5/22/2011 11:23:00 PM
proof of what? That carbon dioxide is a greenhouse gas? or proof that we are dumping carbon dioxide into the atmosphere? or proof of global climate change?[Edited on May 22, 2011 at 11:27 PM. Reason : they are all well-known facts ]
5/22/2011 11:27:20 PM
How about proof that the global climate has not been changing for far longer than we have been here.
5/23/2011 12:40:44 AM
no one (and by no on i mean NOBODY) has made that assertion. In fact, we have proof that the climate has been changing for hundreds of thousands of years.[Edited on May 23, 2011 at 8:47 AM. Reason : k]
5/23/2011 8:46:28 AM
^exactly. So how are you going to tell me humans are to blame for climate change and I should stop driving a car and change my lifestyle to reduce my carbon footprint? Being a reasonable person I'd ask for proof to back up a reason to change my lifestyle. And that is something the Warmists can't deliver.
5/23/2011 9:40:53 AM
5/23/2011 10:50:26 AM
5/23/2011 7:04:19 PM
6/16/2011 12:51:17 PM
eh, he's obviously been paid off by Exxon
6/16/2011 5:20:15 PM
bump, just because.
7/27/2011 10:01:24 AM
Did anyone see this yet:http://news.yahoo.com/nasa-data-blow-gaping-hold-global-warming-alarmism-192334971.html
7/28/2011 12:38:21 PM
I was just going to come in here and post this.I think its time that people realize that our trend in global warming is just another one of Earth's cyclical events like has occurred many times in history, not due to CO2 emissions. however, green technology should continue to be funded so we can rid ourselves of our dependance on foreign oil.
7/28/2011 1:50:08 PM
7/28/2011 2:46:11 PM
I've been trying to read the actual paper all afternoon but the website keeps fucking up - anyone else been able to access it?
7/28/2011 3:25:56 PM
It's open access, but it looks like their website is down.
7/28/2011 3:43:06 PM
7/28/2011 4:45:52 PM
^5.Exactly.
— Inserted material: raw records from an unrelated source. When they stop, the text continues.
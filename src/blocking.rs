//! Blocking counterpart of [`crate::ZoektClient`].

use std::thread;

use reqwest::blocking::Client;
use serde::de::DeserializeOwned;
use serde::Serialize;
use tracing::{debug, warn};

use crate::client::decode_response;
use crate::config::ClientConfig;
use crate::error::ZoektError;
use crate::models::{RepositoryList, SearchResult};
use crate::options::{ListOptions, ListRequest, SearchOptions, SearchRequest};
use crate::query::QueryComponents;

/// Must not be created or dropped inside an async runtime.
#[derive(Debug, Clone)]
pub struct BlockingZoektClient {
    client: Client,
    config: ClientConfig,
}

impl BlockingZoektClient {
    pub fn new(config: ClientConfig) -> Result<Self, ZoektError> {
        let client = Client::builder()
            .user_agent(config.user_agent.as_str())
            .timeout(config.timeout)
            .build()
            .map_err(|e| ZoektError::Config(e.to_string()))?;
        Ok(Self { client, config })
    }

    pub fn config(&self) -> &ClientConfig {
        &self.config
    }

    pub fn search(&self, query: &str, options: &SearchOptions) -> Result<SearchResult, ZoektError> {
        self.search_request(&SearchRequest::new(query, options.clone()))
    }

    /// Send a search, sleeping between attempts on connection failures and timeouts.
    pub fn search_request(&self, request: &SearchRequest) -> Result<SearchResult, ZoektError> {
        debug!("Search query: {}", request.query);
        let url = self.config.search_url();
        let attempts = self.config.max_retries.max(1);

        for attempt in 0..attempts {
            match self.post(&url, request, "Result") {
                Err(e) if e.is_retryable() && attempt + 1 < attempts => {
                    let delay = self.config.backoff_for(attempt);
                    warn!(
                        "Search attempt {} of {} failed: {}; retrying in {:?}",
                        attempt + 1,
                        attempts,
                        e,
                        delay
                    );
                    thread::sleep(delay);
                }
                result => return result,
            }
        }

        Err(ZoektError::Connection(
            "Failed to connect to Zoekt server after retries".to_string(),
        ))
    }

    pub fn list_repositories(
        &self,
        query: &str,
        options: Option<ListOptions>,
    ) -> Result<RepositoryList, ZoektError> {
        debug!("List repositories query: {}", query);
        let request = ListRequest {
            query: query.to_string(),
            options,
        };
        self.post(&self.config.list_url(), &request, "List")
    }

    pub fn search_by_language(
        &self,
        query: &str,
        language: &str,
        options: &SearchOptions,
    ) -> Result<SearchResult, ZoektError> {
        let mut components = QueryComponents::parse(query);
        components.set_language(language);
        self.search(&components.build(), options)
    }

    pub fn search_by_file_pattern(
        &self,
        query: &str,
        file_pattern: &str,
        options: &SearchOptions,
    ) -> Result<SearchResult, ZoektError> {
        let mut components = QueryComponents::parse(query);
        components.add_file_pattern(file_pattern);
        self.search(&components.build(), options)
    }

    pub fn search_by_repo(
        &self,
        query: &str,
        repo_pattern: &str,
        options: &SearchOptions,
    ) -> Result<SearchResult, ZoektError> {
        let mut components = QueryComponents::parse(query);
        components.add_repo_pattern(repo_pattern);
        self.search(&components.build(), options)
    }

    pub fn search_case_sensitive(
        &self,
        query: &str,
        options: &SearchOptions,
    ) -> Result<SearchResult, ZoektError> {
        let mut components = QueryComponents::parse(query);
        components.set_case_sensitive();
        self.search(&components.build(), options)
    }

    pub fn search_symbols(
        &self,
        query: &str,
        symbol_type: Option<&str>,
        options: &SearchOptions,
    ) -> Result<SearchResult, ZoektError> {
        let mut components = QueryComponents::parse(query);
        components.set_symbol(symbol_type);
        self.search(&components.build(), options)
    }

    pub fn search_with_context(
        &self,
        query: &str,
        context_lines: u32,
        options: &SearchOptions,
    ) -> Result<SearchResult, ZoektError> {
        self.search(query, &options.clone().with_context_lines(context_lines))
    }

    /// Searches one query after another; see [`crate::ZoektClient::search_batch`]
    /// for the concurrent version.
    pub fn search_batch(
        &self,
        queries: &[String],
        options: &SearchOptions,
    ) -> Result<Vec<(String, SearchResult)>, ZoektError> {
        queries
            .iter()
            .map(|query| Ok((query.clone(), self.search(query, options)?)))
            .collect()
    }

    fn post<B, T>(&self, url: &str, body: &B, envelope: &str) -> Result<T, ZoektError>
    where
        B: Serialize + ?Sized,
        T: DeserializeOwned,
    {
        debug!("Requesting URL: {}", url);
        let response = self
            .client
            .post(url)
            .json(body)
            .send()
            .map_err(|e| ZoektError::from_transport(e, self.config.timeout))?;

        let status = response.status();
        let text = response
            .text()
            .map_err(|e| ZoektError::from_transport(e, self.config.timeout))?;
        decode_response(status, &text, envelope)
    }
}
Even if we're wrong, we're still right.
7/28/2011 6:03:19 PM
^no, b/c artificially reducing our standard of living isn't "being right".
7/28/2011 7:16:47 PM
Not to mention doing research in the wrong issue, that will benefit society is not as lucrative as doing research on the right issue that does benefit society. If you have bad models then when you make a system your data will not converge and it may not have the desired affect. Meaning if research is being conducted in the area of reducing or converting CO2 to H2O and organics, which it is, it will still benefit society, but when it is implemented it will not have the projected affect on the climate. Thus anyone who develops technology/passes legislation may consider the new technology and how it is projected to "change the climate" when in fact less climate change will occur when projected, and you are left with more money being spent to figure out climate variance.